[3] On clean slate, adoption and VPC peering

There are a few things that an infrastructure engineer loves more than having a chance to build infra from scratch when starting a new job. Not having to deal with legacy code, historical reasons™, known unknowns… However, the reality is a harsh mistress so getting a clean slate is rarely an option. An alternative to that, still very good in my book, is to be able to ignore what is currently running and instead create a new, cleaner, better™ setup in parallel and then move things over one at a time.

I expect neither of these when I start a new job.

I got adopted

With this in mind I started a new adventure last November.
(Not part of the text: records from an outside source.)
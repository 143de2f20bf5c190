#![cfg_attr(feature = "fail-on-warnings", deny(warnings))]
#![warn(clippy::all, clippy::pedantic, clippy::nursery, clippy::cargo)]
#![allow(clippy::multiple_crate_versions)]

//! Canonical types shared across the food map workspace.
//!
//! Every provider adapter normalizes its own response shape into a
//! [`CanonicalPoi`], and every search enters the engine as a
//! [`SearchRequest`]. These are request-scoped value types; nothing here
//! is cached between searches.

use std::collections::BTreeSet;

use serde::{Deserialize, Serialize};
use strum_macros::{AsRefStr, Display, EnumString};

/// Default search radius in meters.
pub const DEFAULT_RADIUS_METERS: u32 = 1000;

/// Default search keyword.
pub const DEFAULT_KEYWORD: &str = "food";

/// Cuisine label used when no vocabulary entry matches.
pub const CUISINE_OTHER: &str = "Other";

/// Fixed cuisine vocabulary, in match priority order.
///
/// Entries are the category terms the Chinese map providers report in
/// their `type`/`tag`/`category` fields. Earlier entries win when a
/// category string contains more than one (e.g. `"川菜;火锅"` is `火锅`).
pub const CUISINE_VOCABULARY: &[&str] = &[
    "火锅",
    "川菜",
    "湘菜",
    "粤菜",
    "东北菜",
    "西北菜",
    "江浙菜",
    "日本料理",
    "韩国料理",
    "西餐",
    "烧烤",
    "海鲜",
    "素食",
    "面馆",
    "快餐",
    "小吃",
    "咖啡",
    "甜品",
];

/// A WGS84-style latitude/longitude pair in degrees.
///
/// Range validity is not enforced on construction; see
/// [`Coordinates::is_valid`].
#[derive(Debug, Clone, Copy, PartialEq, Serialize, Deserialize)]
pub struct Coordinates {
    /// Latitude in degrees.
    pub lat: f64,
    /// Longitude in degrees.
    pub lng: f64,
}

impl Coordinates {
    /// Creates a coordinate pair.
    #[must_use]
    pub const fn new(lat: f64, lng: f64) -> Self {
        Self { lat, lng }
    }

    /// Returns `true` if `lat ∈ [-90, 90]` and `lng ∈ [-180, 180]`.
    #[must_use]
    pub fn is_valid(&self) -> bool {
        (-90.0..=90.0).contains(&self.lat) && (-180.0..=180.0).contains(&self.lng)
    }

    /// Returns `true` if both axes differ from `other` by strictly less
    /// than `tolerance_degrees`.
    #[must_use]
    pub fn within(&self, other: &Self, tolerance_degrees: f64) -> bool {
        (self.lat - other.lat).abs() < tolerance_degrees
            && (self.lng - other.lng).abs() < tolerance_degrees
    }
}

impl std::fmt::Display for Coordinates {
    fn fmt(&self, f: &mut std::fmt::Formatter<'_>) -> std::fmt::Result {
        write!(f, "{:.6},{:.6}", self.lat, self.lng)
    }
}

/// Which mapping provider produced a record.
#[derive(
    Debug,
    Clone,
    Copy,
    PartialEq,
    Eq,
    PartialOrd,
    Ord,
    Hash,
    Serialize,
    Deserialize,
    Display,
    EnumString,
    AsRefStr,
)]
#[serde(rename_all = "snake_case")]
#[strum(serialize_all = "snake_case", ascii_case_insensitive)]
pub enum ProviderId {
    /// Amap (Gaode) web service API.
    Amap,
    /// Baidu Maps web service API.
    Baidu,
    /// Tencent location service API.
    Tencent,
}

impl ProviderId {
    /// Returns all variants of this enum.
    #[must_use]
    pub const fn all() -> &'static [Self] {
        &[Self::Amap, Self::Baidu, Self::Tencent]
    }
}

/// Coarse average-spend bucket.
#[derive(
    Debug,
    Clone,
    Copy,
    Default,
    PartialEq,
    Eq,
    PartialOrd,
    Ord,
    Hash,
    Serialize,
    Deserialize,
    Display,
    EnumString,
    AsRefStr,
)]
#[serde(rename_all = "snake_case")]
#[strum(serialize_all = "snake_case", ascii_case_insensitive)]
pub enum PriceBucket {
    /// Average spend below 30.
    Cheap,
    /// Average spend from 30 to 100 inclusive.
    Medium,
    /// Average spend above 100.
    Expensive,
    /// The provider reported no usable price.
    #[default]
    Unknown,
}

/// A normalized food establishment record.
#[derive(Debug, Clone, PartialEq, Serialize, Deserialize)]
pub struct CanonicalPoi {
    /// Provider-prefixed identifier (e.g. `"amap:B000A83M61"`).
    pub id: String,
    /// Display name.
    pub name: String,
    /// Street address as reported by the provider.
    pub address: String,
    /// Location of the place.
    pub location: Coordinates,
    /// Rating clamped into `[0, 5]`; `0` when unrated.
    pub rating: f64,
    /// Number of reviews, `0` when unknown.
    pub review_count: u32,
    /// Contact phone number(s).
    pub phone: String,
    /// Free-form opening hours.
    pub opening_hours: String,
    /// Average-spend bucket.
    pub price_bucket: PriceBucket,
    /// One of [`CUISINE_VOCABULARY`] or [`CUISINE_OTHER`].
    pub cuisine_type: String,
    /// Distance from the search center; `0` when there was no center.
    pub distance_meters: f64,
    /// First photo URL, empty when none.
    pub image_url: String,
    /// Every provider that reported this place.
    pub source_providers: BTreeSet<ProviderId>,
    /// Provider category tags, ordered and duplicate-free.
    pub tags: Vec<String>,
}

impl CanonicalPoi {
    /// Creates a record with the required identity fields and every other
    /// field empty/unknown.
    #[must_use]
    pub fn new(
        provider: ProviderId,
        native_id: &str,
        name: impl Into<String>,
        location: Coordinates,
    ) -> Self {
        Self {
            id: format!("{provider}:{native_id}"),
            name: name.into(),
            address: String::new(),
            location,
            rating: 0.0,
            review_count: 0,
            phone: String::new(),
            opening_hours: String::new(),
            price_bucket: PriceBucket::Unknown,
            cuisine_type: CUISINE_OTHER.to_string(),
            distance_meters: 0.0,
            image_url: String::new(),
            source_providers: BTreeSet::from([provider]),
            tags: Vec::new(),
        }
    }
}

/// How a raw location string will be searched.
#[derive(
    Debug,
    Clone,
    Copy,
    PartialEq,
    Eq,
    Hash,
    Serialize,
    Deserialize,
    Display,
    EnumString,
    AsRefStr,
)]
#[serde(rename_all = "snake_case")]
#[strum(serialize_all = "snake_case")]
pub enum SearchStrategy {
    /// Text search constrained to an administrative region.
    Region,
    /// Radius search around resolved coordinates.
    Coordinate,
    /// Region search first, radius search if that yields nothing.
    Mixed,
}

/// A fully-defaulted search request.
#[derive(Debug, Clone, PartialEq, Serialize, Deserialize)]
pub struct SearchRequest {
    /// Raw user location: coordinate pair, address, region name, or the
    /// "current location" sentinel.
    pub location: String,
    /// Search radius for coordinate searches.
    pub radius_meters: u32,
    /// Provider search keyword.
    pub keyword: String,
    /// Keep only records of this cuisine (or tagged with it).
    pub cuisine_filter: Option<String>,
    /// Keep only records in this price bucket.
    pub price_filter: Option<PriceBucket>,
    /// Providers to query, in order. Empty means every configured one.
    pub providers: Vec<ProviderId>,
    /// Provider POI type code (e.g. Amap `050000`).
    pub poi_type_code: Option<String>,
    /// Restrict region searches to the named city.
    pub city_limit: bool,
    /// Drop records farther than this many meters.
    pub max_distance_meters: Option<f64>,
    /// Truncate the ranked list to this many records.
    pub limit: Option<usize>,
}

impl SearchRequest {
    /// Creates a request for `location` with every documented default.
    #[must_use]
    pub fn new(location: impl Into<String>) -> Self {
        Self {
            location: location.into(),
            radius_meters: DEFAULT_RADIUS_METERS,
            keyword: DEFAULT_KEYWORD.to_string(),
            cuisine_filter: None,
            price_filter: None,
            providers: Vec::new(),
            poi_type_code: None,
            city_limit: false,
            max_distance_meters: None,
            limit: None,
        }
    }
}

#[cfg(test)]
mod tests {
    use super::*;
    use std::str::FromStr;

    #[test]
    fn coordinates_validity_boundaries() {
        assert!(Coordinates::new(90.0, 180.0).is_valid());
        assert!(Coordinates::new(-90.0, -180.0).is_valid());
        assert!(!Coordinates::new(90.000_1, 0.0).is_valid());
        assert!(!Coordinates::new(0.0, -180.5).is_valid());
        assert!(!Coordinates::new(f64::NAN, 0.0).is_valid());
    }

    #[test]
    fn coordinates_within_is_strict() {
        let a = Coordinates::new(39.9, 116.4);
        assert!(a.within(&Coordinates::new(39.9005, 116.4005), 0.001));
        assert!(!a.within(&Coordinates::new(39.902, 116.4), 0.001));
        assert!(!a.within(&Coordinates::new(39.9, 116.402), 0.001));
    }

    #[test]
    fn provider_id_string_forms() {
        assert_eq!(ProviderId::Amap.to_string(), "amap");
        assert_eq!(ProviderId::from_str("Tencent").unwrap(), ProviderId::Tencent);
        assert!(ProviderId::from_str("google").is_err());
        assert_eq!(
            serde_json::to_string(&ProviderId::Baidu).unwrap(),
            "\"baidu\""
        );
    }

    #[test]
    fn price_bucket_parses_case_insensitively() {
        assert_eq!(PriceBucket::from_str("CHEAP").unwrap(), PriceBucket::Cheap);
        assert_eq!(PriceBucket::default(), PriceBucket::Unknown);
    }

    #[test]
    fn parse_errors_box_as_std_errors() {
        let err: Box<dyn std::error::Error + Send + Sync> =
            PriceBucket::from_str("pricey").unwrap_err().into();
        assert_eq!(err.to_string(), "Matching variant not found");

        let err: Box<dyn std::error::Error + Send + Sync> =
            ProviderId::from_str("google").unwrap_err().into();
        assert_eq!(err.to_string(), "Matching variant not found");
    }

    #[test]
    fn new_poi_is_prefixed_and_sourced() {
        let poi = CanonicalPoi::new(
            ProviderId::Amap,
            "B000A83M61",
            "Old Town Noodles",
            Coordinates::new(39.9, 116.4),
        );
        assert_eq!(poi.id, "amap:B000A83M61");
        assert_eq!(poi.cuisine_type, CUISINE_OTHER);
        assert_eq!(
            poi.source_providers.iter().copied().collect::<Vec<_>>(),
            vec![ProviderId::Amap]
        );
    }

    #[test]
    fn request_defaults() {
        let req = SearchRequest::new("39.9,116.4");
        assert_eq!(req.radius_meters, 1000);
        assert_eq!(req.keyword, "food");
        assert!(req.providers.is_empty());
        assert!(!req.city_limit);
    }
}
I’ve decided to join ArK Kapital, which was creating a lot of buzz in the Nordics and managed to team together some really impressive names from the Stockholm IT scene.

I was not expecting a green field opportunity because the company has been working for a while, and was about to launch the second version of its cool financial insights platform called AiM. Yet, the gods of infrastructure were in a good mood that month, so I was given a chance to build new things in parallel, test them properly and then phase out the old setup. Say no more!

I was also lucky to be kind of adopted by the backend team, since I was the first full time infrastructure engineer in the company, a team in becoming if you will. The backend team had a deep understanding of what is currently running and what would make it better and ready for the future ahead of us. We took a step back and looked at the big picture. We didn’t like what we saw. It was good for what it was supposed to do up until 2022. but it was not ready for the big aspirations ArK was having.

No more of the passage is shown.